* **Data shown**:
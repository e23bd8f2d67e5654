//! End-to-end: JSON configuration, tracking cycles, CSV log behind a forwarder

use std::fs;

use uwbtrack_connectors::csv_log::CsvLogSink;
use uwbtrack_connectors::forward::TelemetryForwarder;
use uwbtrack_connectors::load_tracker_config;
use uwbtrack_core::{AnchorSet, CycleController, RangeSource, TrackerConfig};

/// Noise-free ranges from a fixed point, anchor 2 silent
struct StillTag {
    anchors: AnchorSet,
    position: (f32, f32),
}

impl RangeSource for StillTag {
    fn distance(&mut self, anchor: usize) -> Option<f32> {
        if anchor == 2 {
            return None;
        }
        Some(self.anchors[anchor].distance_to(self.position.0, self.position.1))
    }
}

#[test]
fn logs_every_cycle_from_loaded_config() {
    let dir = tempfile::tempdir().unwrap();
    let config_path = dir.path().join("tracker.json");
    let log_path = dir.path().join("tracking_log.csv");

    fs::write(
        &config_path,
        r#"{
            "anchors": [{"x": 0.0, "y": 0.0}, {"x": 1.7, "y": 0.0},
                        {"x": 0.0, "y": 6.3}, {"x": 1.7, "y": 6.3}],
            "smoothing": {"moving_average": {"window": 1}}
        }"#,
    )
    .unwrap();

    let config: TrackerConfig = load_tracker_config(&config_path).unwrap();
    let mut tracker = CycleController::new(config).unwrap();
    let mut tag = StillTag {
        anchors: config.anchors,
        position: (0.85, 3.15),
    };

    let log: CsvLogSink<fs::File> = CsvLogSink::create(&log_path).unwrap();
    let mut forwarder: TelemetryForwarder = TelemetryForwarder::spawn(log, 32).unwrap();

    for k in 1..=10u64 {
        tracker.step_and_emit(&mut tag, &mut forwarder, k * 200);
    }
    let stats = forwarder.shutdown();

    assert_eq!(stats.messages_sent, 10);
    assert_eq!(tracker.stats().telemetry_failures, 0);

    let text = fs::read_to_string(&log_path).unwrap();
    let rows: Vec<Vec<&str>> = text.lines().map(|l| l.split(',').collect()).collect();
    assert_eq!(rows.len(), 11);
    assert_eq!(rows[0], ["timestamp", "dist0", "dist1", "dist2", "dist3", "x", "y"]);

    let last = rows.last().unwrap();
    assert_eq!(last.len(), 7);
    assert_eq!(last[3], "");
    let x: f32 = last[5].parse().unwrap();
    let y: f32 = last[6].parse().unwrap();
    assert!((x - 0.85).abs() < 1e-3 && (y - 3.15).abs() < 1e-3, "({}, {})", x, y);
}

* **Exercise brief**: Give back one number only: the count of lines in the entries that hold the string "rows".

* **Exercise output**: 4